'''

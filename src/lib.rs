pub mod avalanche;
pub mod xxhash64;
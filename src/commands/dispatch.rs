use chrono::{DateTime, Utc};
use rusqlite::Connection;

use crate::commands::clues::{anagram_command, cipher_command, cryptic_command};
use crate::commands::highscores::SnapshotSource;
use crate::commands::settings::BotSettings;
use crate::commands::tracking::{
    gains_command, rename_command, reset_command, stats_command, track_command,
    untrack_command,
};
use crate::commands::xp::xp_command;
use crate::error::HighscoreError;
use crate::models::account::AccountVariant;

/// Everything a command may need, owned by the console loop.
pub struct BotContext<S> {
    pub source: S,
    pub conn: Connection,
    pub settings: BotSettings,
}

#[derive(Debug, Clone, Copy, PartialEq, Eq)]
pub enum Route {
    Stats(AccountVariant),
    Track,
    Gains,
    Reset,
    Untrack,
    Rename,
    Anagram,
    Cipher,
    Cryptic,
    Xp,
    Help,
}

impl Route {
    fn from_word(word: &str) -> Option<Self> {
        let route = match word {
            "track" => Self::Track,
            "gains" => Self::Gains,
            "reset" => Self::Reset,
            "untrack" => Self::Untrack,
            "rename" => Self::Rename,
            "anagram" => Self::Anagram,
            "cipher" => Self::Cipher,
            "cryptic" => Self::Cryptic,
            "xp" | "exp" | "level" | "lvl" => Self::Xp,
            "help" | "commands" => Self::Help,
            other => {
                let prefix = other.strip_suffix("stats")?;
                Self::Stats(AccountVariant::from_stats_prefix(prefix)?)
            }
        };
        Some(route)
    }

    fn usage(self) -> &'static str {
        match self {
            Self::Stats(_) => "stats <username>",
            Self::Track => "track [normal|ironman|hcim|uim,] <username>",
            Self::Gains => "gains <username>",
            Self::Reset => "reset <username>",
            Self::Untrack => "untrack <username>",
            Self::Rename => "rename <old name>, <new name>",
            Self::Anagram => "anagram <search>",
            Self::Cipher => "cipher <search>",
            Self::Cryptic => "cryptic <search>",
            Self::Xp => "xp <level> | <level>-<level>",
            Self::Help => "help",
        }
    }
}

/// Split `<prefix><command> <args>` into its route and argument text.
/// Lines without the prefix and unknown commands yield `None`.
pub fn parse_command<'a>(line: &'a str, prefix: &str) -> Option<(Route, &'a str)> {
    let body = line.trim().strip_prefix(prefix)?;
    let (word, args) = match body.split_once(char::is_whitespace) {
        Some((word, args)) => (word, args.trim()),
        None => (body, ""),
    };
    Route::from_word(&word.to_lowercase()).map(|route| (route, args))
}

fn help_text(prefix: &str) -> String {
    let routes = [
        Route::Stats(AccountVariant::Normal),
        Route::Track,
        Route::Gains,
        Route::Reset,
        Route::Untrack,
        Route::Rename,
        Route::Anagram,
        Route::Cipher,
        Route::Cryptic,
        Route::Xp,
    ];
    let lines: Vec<String> = routes
        .iter()
        .map(|route| format!("{prefix}{}", route.usage()))
        .collect();

    format!(
        "Commands:\n{}\nStats of other highscores: {prefix}ironstats, {prefix}uimstats, \
         {prefix}hcstats, {prefix}dmmstats, {prefix}seasonstats, {prefix}tournamentstats",
        lines.join("\n")
    )
}

/// Answer one console line. Errors never escape: each one becomes a reply.
pub async fn dispatch<S: SnapshotSource>(
    ctx: &BotContext<S>,
    line: &str,
    now: DateTime<Utc>,
) -> Option<String> {
    let prefix = ctx.settings.command_prefix.as_str();
    let (route, args) = parse_command(line, prefix)?;

    if args.is_empty() && route != Route::Help {
        return Some(format!("Usage: {prefix}{}", route.usage()));
    }

    let result = match route {
        Route::Stats(variant) => stats_command(&ctx.source, args, variant).await,
        Route::Track => track_command(&ctx.source, &ctx.conn, args, now).await,
        Route::Gains => gains_command(&ctx.source, &ctx.conn, args, now).await,
        Route::Reset => reset_command(&ctx.source, &ctx.conn, args, now).await,
        Route::Untrack => untrack_command(&ctx.conn, args),
        Route::Rename => rename_command(&ctx.conn, args),
        Route::Anagram => anagram_command(&ctx.conn, args, ctx.settings.max_clue_matches),
        Route::Cipher => cipher_command(&ctx.conn, args, ctx.settings.max_clue_matches),
        Route::Cryptic => cryptic_command(&ctx.conn, args),
        Route::Xp => xp_command(args),
        Route::Help => Ok(help_text(prefix)),
    };

    Some(result.unwrap_or_else(|err| {
        log_failure(route, &err);
        err.user_message()
    }))
}

fn log_failure(route: Route, err: &HighscoreError) {
    match err {
        HighscoreError::MalformedData(_)
        | HighscoreError::Store(_)
        | HighscoreError::LabelMismatch { .. } => log::error!("{route:?} failed: {err}"),
        HighscoreError::FetchTimeout | HighscoreError::FetchUnavailable(_) => {
            log::warn!("{route:?} failed: {err}")
        }
        _ => log::info!("{route:?} rejected: {err}"),
    }
}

'''

▶ PROBLEM TO SOLVE: Show all lines in the entries above where the word "BotSettings" appears.

▶ TASK SOLUTION:
use crate::commands::settings::BotSettings;
    pub settings: BotSettings,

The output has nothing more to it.